_What to work on_
Emit an exact copy of the lines running from the start of the records to the line containing "order (id ascending)", both included.

_Task inputs_
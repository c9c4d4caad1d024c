//! Catalog use cases: paginated listing and id lookup.
//!
//! All pagination arithmetic and boundary checks live here, behind the
//! `MovieRepository` trait, so the HTTP layer stays a thin mapping.

use std::sync::Arc;

use crate::domain::{DomainError, DomainResult, Movie, MovieRepository};

/// One page of the catalog, shaped for the listing response.
#[derive(Debug)]
pub struct MoviePage {
    /// Movies on this page, store order (id ascending)
    pub movies: Vec<Movie>,
    /// Path to the previous page, present iff `page > 1`
    pub prev_page: Option<String>,
    /// Path to the next page, present iff `page < total_pages`
    pub next_page: Option<String>,
    pub total_pages: u32,
    pub total_items: u64,
}

/// Read-only catalog service over an abstract movie store.
#[derive(Clone)]
pub struct CatalogService {
    repo: Arc<dyn MovieRepository>,
}

impl CatalogService {
    pub fn new(repo: Arc<dyn MovieRepository>) -> Self {
        Self { repo }
    }

    /// Produce one page of the catalog.
    ///
    /// Callers must guarantee `page >= 1` and `1 <= per_page <= 20`;
    /// the HTTP layer rejects anything else before this runs.
    ///
    /// An empty catalog fails with `NoMoviesFound` regardless of the
    /// requested page, and that check precedes the page-range check.
    /// A `page` past the last page also fails with `NoMoviesFound`.
    pub async fn list_movies(&self, page: u32, per_page: u32) -> DomainResult<MoviePage> {
        let total_items = self.repo.count_all().await?;
        if total_items == 0 {
            return Err(DomainError::NoMoviesFound);
        }

        let total_pages = total_items.div_ceil(per_page as u64) as u32;
        if page > total_pages {
            return Err(DomainError::NoMoviesFound);
        }

        let offset = (page as u64 - 1) * per_page as u64;
        let movies = self.repo.fetch_page(offset, per_page as u64).await?;

        // Navigation links echo the caller's per_page.
        let prev_page =
            (page > 1).then(|| format!("/theater/movies/?page={}&per_page={}", page - 1, per_page));
        let next_page = (page < total_pages)
            .then(|| format!("/theater/movies/?page={}&per_page={}", page + 1, per_page));

        Ok(MoviePage {
            movies,
            prev_page,
            next_page,
            total_pages,
            total_items,
        })
    }

    /// Resolve a single movie by identifier.
    pub async fn get_movie(&self, id: i32) -> DomainResult<Movie> {
        self.repo
            .fetch_by_id(id)
            .await?
            .ok_or(DomainError::MovieNotFound)
    }
}

// ── Tests ──────────────────────────────────────────────────────

#[cfg(test)]
mod tests {
    use super::*;
    use crate::infrastructure::memory::InMemoryMovieRepository;
    use chrono::NaiveDate;

    fn sample_movie(id: i32) -> Movie {
        Movie {
            id,
            name: format!("Movie {}", id),
            date: NaiveDate::from_ymd_opt(2020, 1, 1).unwrap(),
            score: 72.5,
            genre: "Drama".into(),
            overview: "A film.".into(),
            crew: "Jane Doe, Lead".into(),
            orig_title: format!("Movie {}", id),
            status: "Released".into(),
            orig_lang: "English".into(),
            budget: 1_000_000.0,
            revenue: 2_000_000.0,
            country: "AU".into(),
        }
    }

    fn catalog_with(n: i32) -> CatalogService {
        let movies = (1..=n).map(sample_movie).collect();
        CatalogService::new(Arc::new(InMemoryMovieRepository::new(movies)))
    }

    #[tokio::test]
    async fn empty_catalog_fails_even_for_page_one() {
        let svc = catalog_with(0);
        assert_eq!(
            svc.list_movies(1, 10).await.unwrap_err(),
            DomainError::NoMoviesFound
        );
        assert_eq!(
            svc.list_movies(7, 20).await.unwrap_err(),
            DomainError::NoMoviesFound
        );
    }

    #[tokio::test]
    async fn page_beyond_total_pages_fails() {
        let svc = catalog_with(25);
        // 25 items / 10 per page -> 3 pages
        assert_eq!(
            svc.list_movies(4, 10).await.unwrap_err(),
            DomainError::NoMoviesFound
        );
    }

    #[tokio::test]
    async fn first_page_of_25() {
        let svc = catalog_with(25);
        let page = svc.list_movies(1, 10).await.unwrap();
        assert_eq!(page.movies.len(), 10);
        assert_eq!(page.movies[0].id, 1);
        assert_eq!(page.movies[9].id, 10);
        assert_eq!(page.prev_page, None);
        assert_eq!(
            page.next_page.as_deref(),
            Some("/theater/movies/?page=2&per_page=10")
        );
        assert_eq!(page.total_pages, 3);
        assert_eq!(page.total_items, 25);
    }

    #[tokio::test]
    async fn last_page_of_25_is_partial() {
        let svc = catalog_with(25);
        let page = svc.list_movies(3, 10).await.unwrap();
        assert_eq!(page.movies.len(), 5);
        assert_eq!(page.movies[0].id, 21);
        assert_eq!(page.next_page, None);
        assert_eq!(
            page.prev_page.as_deref(),
            Some("/theater/movies/?page=2&per_page=10")
        );
    }

    #[tokio::test]
    async fn middle_page_has_both_links() {
        let svc = catalog_with(25);
        let page = svc.list_movies(2, 10).await.unwrap();
        assert_eq!(page.movies.len(), 10);
        assert_eq!(
            page.prev_page.as_deref(),
            Some("/theater/movies/?page=1&per_page=10")
        );
        assert_eq!(
            page.next_page.as_deref(),
            Some("/theater/movies/?page=3&per_page=10")
        );
    }

    #[tokio::test]
    async fn even_division_has_no_remainder_page() {
        // 20 items / 5 per page -> exactly 4 pages
        let svc = catalog_with(20);
        let page = svc.list_movies(4, 5).await.unwrap();
        assert_eq!(page.movies.len(), 5);
        assert_eq!(page.total_pages, 4);
        assert_eq!(page.next_page, None);

        assert_eq!(
            svc.list_movies(5, 5).await.unwrap_err(),
            DomainError::NoMoviesFound
        );
    }

    #[tokio::test]
    async fn single_page_catalog_has_no_links() {
        let svc = catalog_with(3);
        let page = svc.list_movies(1, 10).await.unwrap();
        assert_eq!(page.movies.len(), 3);
        assert_eq!(page.prev_page, None);
        assert_eq!(page.next_page, None);
        assert_eq!(page.total_pages, 1);
    }

    #[tokio::test]
    async fn links_echo_requested_per_page() {
        let svc = catalog_with(25);
        let page = svc.list_movies(2, 7).await.unwrap();
        assert_eq!(
            page.prev_page.as_deref(),
            Some("/theater/movies/?page=1&per_page=7")
        );
        assert_eq!(
            page.next_page.as_deref(),
            Some("/theater/movies/?page=3&per_page=7")
        );
        assert_eq!(page.total_pages, 4); // ceil(25 / 7)
    }

    #[tokio::test]
    async fn lookup_hit_returns_record_unmodified() {
        let svc = catalog_with(5);
        let movie = svc.get_movie(3).await.unwrap();
        assert_eq!(movie, sample_movie(3));
    }

    #[tokio::test]
    async fn lookup_miss_fails() {
        let svc = catalog_with(5);
        assert_eq!(
            svc.get_movie(42).await.unwrap_err(),
            DomainError::MovieNotFound
        );
    }
}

_Response for this exercise_
repository c9c4d4caad1d024c
//! Catalog use cases: paginated listing and id lookup.
//!
//! All pagination arithmetic and boundary checks live here, behind the
//! `MovieRepository` trait, so the HTTP layer stays a thin mapping.

use std::sync::Arc;

use crate::domain::{DomainError, DomainResult, Movie, MovieRepository};

/// One page of the catalog, shaped for the listing response.
#[derive(Debug)]
pub struct MoviePage {
    /// Movies on this page, store order (id ascending)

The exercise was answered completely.